• [Stored data]:

○ ○ ○ ○

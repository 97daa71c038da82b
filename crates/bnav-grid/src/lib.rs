//! `bnav-grid` — dense-grid pathfinding for large open areas.
//!
//! # Crate layout
//!
//! | Module     | Contents                                       |
//! |------------|------------------------------------------------|
//! | [`grid`]   | `DenseGrid` (occupancy lattice + snapping)     |
//! | [`search`] | `find_path` (8-connected grid A*)              |
//! | [`error`]  | `GridError`, `GridResult<T>`                   |
//!
//! # Feature flags
//!
//! | Flag    | Effect                                                   |
//! |---------|----------------------------------------------------------|
//! | `serde` | Derives `Serialize`/`Deserialize` on public data types.  |

pub mod error;
pub mod grid;
pub mod search;


pub use error::{GridError, GridResult};
pub use grid::DenseGrid;
pub use search::find_path;
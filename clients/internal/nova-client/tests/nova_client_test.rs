// This Source Code Form is subject to the terms of the Mozilla Public
// License, v. 2.0. If a copy of the MPL was not distributed with this
// file, You can obtain one at https://mozilla.org/MPL/2.0/.
//
// Copyright 2026 Edgecast Cloud LLC.

//! Request/response behaviour of `NovaClient` against a mocked compute API

#![allow(clippy::unwrap_used, clippy::expect_used)]

use std::time::Duration;

use nova_client::types::ServerStatus;
use nova_client::{NovaClient, NovaError};
use pretty_assertions::assert_eq;
use secrecy::SecretString;
use serde_json::json;
use wiremock::matchers::{body_json, header, method, path, query_param};
use wiremock::{Mock, MockServer, ResponseTemplate};

fn install_crypto_provider() {
    // reqwest is built without a bundled provider; mirror the binary's install.
    let _ = rustls::crypto::ring::default_provider().install_default();
}

async fn setup() -> (MockServer, NovaClient) {
    install_crypto_provider();
    let server = MockServer::start().await;
    let client = NovaClient::new(
        &format!("{}/v2.1", server.uri()),
        SecretString::from("test-token".to_string()),
        Duration::from_secs(5),
    )
    .unwrap();
    (server, client)
}

#[tokio::test]
async fn get_server_sends_token_and_microversion() {
    let (server, client) = setup().await;

    Mock::given(method("GET"))
        .and(path("/v2.1/servers/vm1-id"))
        .and(header("X-Auth-Token", "test-token"))
        .and(header("X-OpenStack-Nova-API-Version", "2.25"))
        .respond_with(ResponseTemplate::new(200).set_body_json(json!({
            "server": {
                "id": "vm1-id",
                "name": "vm1",
                "status": "MIGRATING",
                "OS-EXT-SRV-ATTR:host": "node-1",
                "addresses": {}
            }
        })))
        .expect(1)
        .mount(&server)
        .await;

    let vm = client.get_server("vm1-id").await.unwrap();
    assert_eq!(vm.status, ServerStatus::Migrating);
    assert_eq!(vm.host.as_deref(), Some("node-1"));
}

#[tokio::test]
async fn hypervisors_keep_api_order() {
    let (server, client) = setup().await;

    Mock::given(method("GET"))
        .and(path("/v2.1/os-hypervisors/detail"))
        .respond_with(ResponseTemplate::new(200).set_body_json(json!({
            "hypervisors": [
                {"id": 2, "hypervisor_hostname": "node-3"},
                {"id": 1, "hypervisor_hostname": "node-1"},
                {"id": 3, "hypervisor_hostname": "node-2"}
            ]
        })))
        .mount(&server)
        .await;

    let names: Vec<String> = client
        .list_hypervisors()
        .await
        .unwrap()
        .into_iter()
        .map(|h| h.hypervisor_hostname)
        .collect();
    assert_eq!(names, vec!["node-3", "node-1", "node-2"]);
}

#[tokio::test]
async fn servers_on_host_query_all_projects() {
    let (server, client) = setup().await;

    Mock::given(method("GET"))
        .and(path("/v2.1/servers/detail"))
        .and(query_param("host", "node-1"))
        .and(query_param("all_tenants", "1"))
        .respond_with(ResponseTemplate::new(200).set_body_json(json!({
            "servers": [
                {"id": "a", "name": "vm1", "status": "ACTIVE", "OS-EXT-SRV-ATTR:host": "node-1"},
                {"id": "b", "name": "vm2", "status": "ACTIVE", "OS-EXT-SRV-ATTR:host": "node-1"}
            ]
        })))
        .expect(1)
        .mount(&server)
        .await;

    let servers = client.list_servers_on_host("node-1").await.unwrap();
    assert_eq!(servers.len(), 2);
    assert_eq!(servers[1].name, "vm2");
}

#[tokio::test]
async fn live_migrate_posts_action_body() {
    let (server, client) = setup().await;

    Mock::given(method("POST"))
        .and(path("/v2.1/servers/vm1-id/action"))
        .and(body_json(json!({
            "os-migrateLive": {"host": "node-2", "block_migration": true}
        })))
        .respond_with(ResponseTemplate::new(202))
        .expect(1)
        .mount(&server)
        .await;

    client
        .live_migrate("vm1-id", Some("node-2"), true)
        .await
        .unwrap();
}

#[tokio::test]
async fn fault_envelope_becomes_api_error() {
    let (server, client) = setup().await;

    Mock::given(method("GET"))
        .and(path("/v2.1/servers/missing"))
        .respond_with(ResponseTemplate::new(404).set_body_json(json!({
            "itemNotFound": {"code": 404, "message": "Instance missing could not be found."}
        })))
        .mount(&server)
        .await;

    let err = client.get_server("missing").await.unwrap_err();
    match err {
        NovaError::Api { status, message } => {
            assert_eq!(status, 404);
            assert_eq!(message, "Instance missing could not be found.");
        }
        other => panic!("unexpected error: {other:?}"),
    }
}

#[tokio::test]
async fn rejected_migration_reports_reason() {
    let (server, client) = setup().await;

    Mock::given(method("POST"))
        .and(path("/v2.1/servers/vm1-id/action"))
        .respond_with(ResponseTemplate::new(400).set_body_json(json!({
            "badRequest": {"code": 400, "message": "Compute service of node-9 is unavailable at this time."}
        })))
        .mount(&server)
        .await;

    let err = client
        .live_migrate("vm1-id", Some("node-9"), true)
        .await
        .unwrap_err();
    assert_eq!(
        err.to_string(),
        "Compute API returned 400: Compute service of node-9 is unavailable at this time."
    );
}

○ ○ ○ ○

• [Brief]:
Which lines of the records above contain the word "true"? Copy each of them.

• [The completed task]:
            "os-migrateLive": {"host": "node-2", "block_migration": true}
        .live_migrate("vm1-id", Some("node-2"), true)
        .live_migrate("vm1-id", Some("node-9"), true)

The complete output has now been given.